Une photo a fait un véritable buzz récemment : une jeune Israélienne, en bikini, sur une plage bondée. Avec, soit dit en passant, un fusil d’assaut harnaché dans le dos. La légende de la photo ? « Uniquement en Israël. » Tout est dit. Parce que c’est uniquement en Israël que les jeunes filles peuvent afficher leurs fantasmes cachés de James Bond girl.

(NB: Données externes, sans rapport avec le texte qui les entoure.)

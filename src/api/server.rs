use crate::api::routes;
use crate::config::ServiceConfig;
use crate::core::TaskEngine;
use crate::errors::Error;
use std::net::SocketAddr;
use std::sync::Arc;
use tracing::{info, warn};

/// Starts and runs the HTTP server until Ctrl-C or SIGTERM.
///
/// After the listener stops, pending task store writes are flushed so the
/// last mutations reach disk before the process exits.
///
/// # Arguments
/// * `engine` - Task engine backing every handler
/// * `config` - Resolved service configuration (port, CORS)
///
/// # Returns
/// * `Result<(), Error>` - Error if the listener cannot be bound or the server fails
pub async fn launch_server(engine: Arc<TaskEngine>, config: &ServiceConfig) -> Result<(), Error> {
    let app = routes::app(Arc::clone(&engine), config);

    let addr = SocketAddr::from(([0, 0, 0, 0], config.port));
    let listener = tokio::net::TcpListener::bind(addr).await?;
    info!(%addr, environment = %config.environment, "HTTP server listening");

    axum::serve(listener, app)
        .with_graceful_shutdown(shutdown_signal())
        .await?;

    info!("Flushing task store");
    engine.store().flush().await;
    info!("Server stopped");
    Ok(())
}

/// Resolves when SIGINT (Ctrl-C) or SIGTERM is received
async fn shutdown_signal() {
    let ctrl_c = async {
        if let Err(e) = tokio::signal::ctrl_c().await {
            warn!(error = %e, "Failed to install Ctrl-C handler");
            std::future::pending::<()>().await;
        }
    };

    #[cfg(unix)]
    let terminate = async {
        use tokio::signal::unix::{signal, SignalKind};
        match signal(SignalKind::terminate()) {
            Ok(mut s) => {
                s.recv().await;
            }
            Err(e) => {
                warn!(error = %e, "Failed to install SIGTERM handler");
                std::future::pending::<()>().await;
            }
        }
    };

    #[cfg(not(unix))]
    let terminate = std::future::pending::<()>();

    tokio::select! {
        _ = ctrl_c => {}
        _ = terminate => {}
    }

    info!("Shutdown signal received");
}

Voici une expérience que j’ai vécue récemment. J’étais en voyage à Tel-Aviv. Dans le train je me suis retrouvé assise à côté d’une très jolie femme. Armée. Je savais pourtant bien qu’en Israël, le service militaire ne concernait pas que les hommes. Seulement, je ne m’étais jamais retrouvée en compagnie d’une femme armée dans les transports en commun, aussi séduisante soit-elle. Ce n’est pas le genre de choses qui se produisent dans le New-Jersey.

Tandis que j’ôtais mon sac à main, elle posait son fusil. Puis, j’ai retiré mes lunettes de soleil. Elle, relâchait sa lourde ceinture militaire.

« Service militaire », se sentit-elle alors obligée de préciser.

« Vacances », lui ai-je répondu.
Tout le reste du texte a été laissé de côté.